It is funny how you find yourself going to the same people, I'm sure that some form of 'Power Law' applies to patients as much as everything else. while sometimes you can get seeming 'clumps', other times the reasons for the repeat calls are easy to understand.
Take, for instance, a twelve year old boy. He had a history of collapsing at home and at school and previous medical tests had been performed to see if there was some cause for this. When I first met him he was waiting for an MRI scan.
He had collapsed at home - my immediate sense was that this is a family that cares for him very much, nothing tripped my 'spider sense' that there was anything wrong. My own examination of him didn't show anything unusual, his behaviour didn't lead me to think that he had had a seizure. His blood sugar was normal which ruled out him being an undiagnosed diabetic and everything else I did drew a blank.
He'd been to hospital a day earlier and, after a battery of tests, they had discharged him. The tests had shown nothing. I was more than happy to take the boy to hospital, his family were nice and I've developed a 'risk adverse' attitude to leaving children at home.
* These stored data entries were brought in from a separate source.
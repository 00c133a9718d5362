//! Locators, selectors and parameter substitution.
//!
//! A [`Locator`] is what an element declares: either a bare CSS string or a
//! pattern keyed by a selector engine (`{xpath: "//a"}`). Resolving a locator
//! substitutes parameters into it and tags it with its engine, producing a
//! [`Selector`]. A [`SelectorEngine`] turns that selector into the low-level
//! query string the session understands.

use std::collections::BTreeMap;
use std::fmt;

use serde::{Deserialize, Serialize};

use crate::result::{PageError, PageResult};

/// Placeholder token to substitution value
pub type Parameters = BTreeMap<String, String>;

/// Engine name used for bare string locators
pub const CSS_ENGINE: &str = "css";

/// Engine name for XPath locators
pub const XPATH_ENGINE: &str = "xpath";

/// A declared locator
#[derive(Debug, Clone, PartialEq, Eq, Hash, Serialize, Deserialize)]
#[serde(try_from = "LocatorRepr", into = "LocatorRepr")]
pub enum Locator {
    /// CSS selector (e.g., "form.checkout button")
    Css(String),
    /// Pattern for a named selector engine
    Engine {
        /// Selector engine name (xpath, named, text, ...)
        engine: String,
        /// Engine-specific pattern
        pattern: String,
    },
}

impl Locator {
    /// Create a CSS locator
    #[must_use]
    pub fn css(selector: impl Into<String>) -> Self {
        Self::Css(selector.into())
    }

    /// Create an XPath locator
    #[must_use]
    pub fn xpath(expression: impl Into<String>) -> Self {
        Self::engine(XPATH_ENGINE, expression)
    }

    /// Create a locator for an arbitrary engine.
    ///
    /// `css` is normalized to [`Locator::Css`].
    #[must_use]
    pub fn engine(engine: impl Into<String>, pattern: impl Into<String>) -> Self {
        let engine = engine.into();
        if engine == CSS_ENGINE {
            Self::Css(pattern.into())
        } else {
            Self::Engine {
                engine,
                pattern: pattern.into(),
            }
        }
    }

    /// Engine this locator is interpreted with
    #[must_use]
    pub fn engine_name(&self) -> &str {
        match self {
            Self::Css(_) => CSS_ENGINE,
            Self::Engine { engine, .. } => engine,
        }
    }

    /// The raw pattern
    #[must_use]
    pub fn pattern(&self) -> &str {
        match self {
            Self::Css(pattern) | Self::Engine { pattern, .. } => pattern,
        }
    }

    /// Scope this locator below `base` using CSS descendant composition.
    ///
    /// Only CSS locators can be composed; other engines are returned as declared.
    #[must_use]
    pub fn within(&self, base: &str) -> Self {
        match self {
            Self::Css(selector) => Self::Css(format!("{base} {selector}")),
            Self::Engine { .. } => self.clone(),
        }
    }

    /// Substitute parameters into the pattern, keeping the engine
    #[must_use]
    pub fn substitute(&self, parameters: &Parameters) -> Self {
        match self {
            Self::Css(selector) => Self::Css(substitute(selector, parameters)),
            Self::Engine { engine, pattern } => Self::Engine {
                engine: engine.clone(),
                pattern: substitute(pattern, parameters),
            },
        }
    }

    /// Substitute parameters and tag the result with its engine
    #[must_use]
    pub fn resolve(&self, parameters: &Parameters) -> Selector {
        let resolved = self.substitute(parameters);
        Selector::from_engine(resolved.engine_name(), resolved.pattern())
    }
}

impl From<&str> for Locator {
    fn from(selector: &str) -> Self {
        Self::css(selector)
    }
}

impl From<String> for Locator {
    fn from(selector: String) -> Self {
        Self::Css(selector)
    }
}

impl fmt::Display for Locator {
    fn fmt(&self, f: &mut fmt::Formatter<'_>) -> fmt::Result {
        match self {
            Self::Css(selector) => f.write_str(selector),
            Self::Engine { engine, pattern } => write!(f, "{engine}={pattern}"),
        }
    }
}

/// Wire form of a locator: a bare string or a single-entry engine map
#[derive(Serialize, Deserialize)]
#[serde(untagged)]
enum LocatorRepr {
    Plain(String),
    Keyed(BTreeMap<String, String>),
}

impl TryFrom<LocatorRepr> for Locator {
    type Error = PageError;

    fn try_from(repr: LocatorRepr) -> PageResult<Self> {
        match repr {
            LocatorRepr::Plain(selector) => Ok(Self::Css(selector)),
            LocatorRepr::Keyed(map) => {
                if map.len() != 1 {
                    return Err(PageError::configuration(format!(
                        "an engine-keyed locator needs exactly one engine, got {}",
                        map.len()
                    )));
                }
                let (engine, pattern) = map
                    .into_iter()
                    .next()
                    .ok_or_else(|| PageError::configuration("empty engine-keyed locator"))?;
                Ok(Self::engine(engine, pattern))
            }
        }
    }
}

impl From<Locator> for LocatorRepr {
    fn from(locator: Locator) -> Self {
        match locator {
            Locator::Css(selector) => Self::Plain(selector),
            Locator::Engine { engine, pattern } => {
                let mut map = BTreeMap::new();
                let _ = map.insert(engine, pattern);
                Self::Keyed(map)
            }
        }
    }
}

/// Literal token replacement.
///
/// At every position the longest matching key wins and the inserted value is
/// never scanned again. Empty keys are ignored.
#[must_use]
pub fn substitute(template: &str, parameters: &Parameters) -> String {
    let mut keys: Vec<(&str, &str)> = parameters
        .iter()
        .filter(|(key, _)| !key.is_empty())
        .map(|(key, value)| (key.as_str(), value.as_str()))
        .collect();
    if keys.is_empty() {
        return template.to_string();
    }
    keys.sort_by(|a, b| b.0.len().cmp(&a.0.len()));

    let mut output = String::with_capacity(template.len());
    let mut rest = template;
    'scan: while !rest.is_empty() {
        for (key, value) in &keys {
            if let Some(tail) = rest.strip_prefix(key) {
                output.push_str(value);
                rest = tail;
                continue 'scan;
            }
        }
        let mut chars = rest.chars();
        if let Some(c) = chars.next() {
            output.push(c);
        }
        rest = chars.as_str();
    }
    output
}

/// Kind of a named selector: what the locator names
#[derive(Debug, Clone, Copy, PartialEq, Eq, Hash)]
pub enum NamedKind {
    /// Link by id, text, title or image alt
    Link,
    /// Button by id, value, text or title
    Button,
    /// Form field by id, name, label or placeholder
    Field,
    /// Select box by id, name or label
    Select,
    /// Table by id or caption
    Table,
    /// Any element by id
    Id,
}

impl NamedKind {
    /// Name used in queries
    #[must_use]
    pub const fn as_str(self) -> &'static str {
        match self {
            Self::Link => "link",
            Self::Button => "button",
            Self::Field => "field",
            Self::Select => "select",
            Self::Table => "table",
            Self::Id => "id",
        }
    }
}

impl fmt::Display for NamedKind {
    fn fmt(&self, f: &mut fmt::Formatter<'_>) -> fmt::Result {
        f.write_str(self.as_str())
    }
}

/// Selector type for locating elements
#[derive(Debug, Clone, PartialEq, Eq, Hash)]
pub enum Selector {
    /// CSS selector (e.g., "button.primary")
    Css(String),
    /// XPath selector
    XPath(String),
    /// Named selector (link, button, field, ...)
    Named(String),
    /// Text content selector
    Text(String),
    /// Test ID selector (data-testid attribute)
    TestId(String),
    /// Any other engine, left to a custom [`SelectorEngine`]
    Custom {
        /// Engine name
        engine: String,
        /// Engine-specific pattern
        pattern: String,
    },
}

impl Selector {
    /// Create a CSS selector
    #[must_use]
    pub fn css(selector: impl Into<String>) -> Self {
        Self::Css(selector.into())
    }

    /// Create an XPath selector
    #[must_use]
    pub fn xpath(expression: impl Into<String>) -> Self {
        Self::XPath(expression.into())
    }

    /// Create a test ID selector
    #[must_use]
    pub fn test_id(id: impl Into<String>) -> Self {
        Self::TestId(id.into())
    }

    /// Create a text selector
    #[must_use]
    pub fn text(text: impl Into<String>) -> Self {
        Self::Text(text.into())
    }

    /// Create a named selector such as `link:Sign in`
    #[must_use]
    pub fn named(kind: NamedKind, locator: &str) -> Self {
        Self::Named(format!("{kind}:{locator}"))
    }

    /// Build a selector from an engine name and a pattern
    #[must_use]
    pub fn from_engine(engine: &str, pattern: impl Into<String>) -> Self {
        let pattern = pattern.into();
        match engine {
            CSS_ENGINE => Self::Css(pattern),
            XPATH_ENGINE => Self::XPath(pattern),
            "named" => Self::Named(pattern),
            "text" => Self::Text(pattern),
            "test_id" => Self::TestId(pattern),
            other => Self::Custom {
                engine: other.to_string(),
                pattern,
            },
        }
    }

    /// Engine name of this selector
    #[must_use]
    pub fn engine(&self) -> &str {
        match self {
            Self::Css(_) => CSS_ENGINE,
            Self::XPath(_) => XPATH_ENGINE,
            Self::Named(_) => "named",
            Self::Text(_) => "text",
            Self::TestId(_) => "test_id",
            Self::Custom { engine, .. } => engine,
        }
    }

    /// Pattern of this selector
    #[must_use]
    pub fn pattern(&self) -> &str {
        match self {
            Self::Css(p)
            | Self::XPath(p)
            | Self::Named(p)
            | Self::Text(p)
            | Self::TestId(p)
            | Self::Custom { pattern: p, .. } => p,
        }
    }
}

/// Translates selectors into the session's low-level query language
pub trait SelectorEngine: fmt::Debug {
    /// Convert a selector into a query string
    fn to_query(&self, selector: &Selector) -> PageResult<String>;
}

/// Engine-prefixed queries (`css=...`, `xpath=...`), as browser drivers take them
#[derive(Debug, Clone, Copy, Default)]
pub struct DefaultSelectorEngine;

impl SelectorEngine for DefaultSelectorEngine {
    fn to_query(&self, selector: &Selector) -> PageResult<String> {
        match selector {
            Selector::Css(s) => Ok(format!("css={s}")),
            Selector::XPath(s) => Ok(format!("xpath={s}")),
            Selector::Named(s) => Ok(format!("named={s}")),
            Selector::Text(t) => Ok(format!("text={t}")),
            Selector::TestId(id) => Ok(format!("css=[data-testid={id:?}]")),
            Selector::Custom { engine, .. } => Err(PageError::configuration(format!(
                "selector engine \"{engine}\" is not registered"
            ))),
        }
    }
}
I later talked to the unit and they told me that, although they could find nothing wrong, the paediatric team were going to admit him overnight for observation.
It was only a day or two later when I got called to him, he had collapsed on a public green on his way to school. One of his teachers was next to him. This time he wasn't moving or talking but a quick assessment told me that he wasn't really unconscious. So I got him up and took him to the ambulance. One teacher went to phone his parents, the other stayed to talk to my crewmate.
Once more all his vital signs were normal and once his father turned up we took him to hospital.
It was only after we put him to the paediatric waiting room that my crewmate turned to me and told me what I had suspected from the first time I saw him. The teachers suspected that he was being bullied although the child would not say anything to them about it. We passed this information on to the hospital and, after checking with the notes of his last visit, the hospital let us know that the paediatric consultant was thinking along the same lines. Various meetings were going to be planned with the school and the social services to fix this problem.
I'm glad that the hospital were taking things seriously, we've all heard of schoolchildren who commit suicide over bullying, so it is important to have support services like this. This isn't the first time that I've seen a child become physically ill due to bullying, I suspect that unfortunately it also won't be the last.
For my part I'm glad that I could provide a safe and reassuring environment for the time he was with us - He might not be physically hurt, but that didn't mean that we would ignore his mental health. It's not all about bandages in this work, and sometimes it's the stuff like this that makes you feel that you are doing the right job.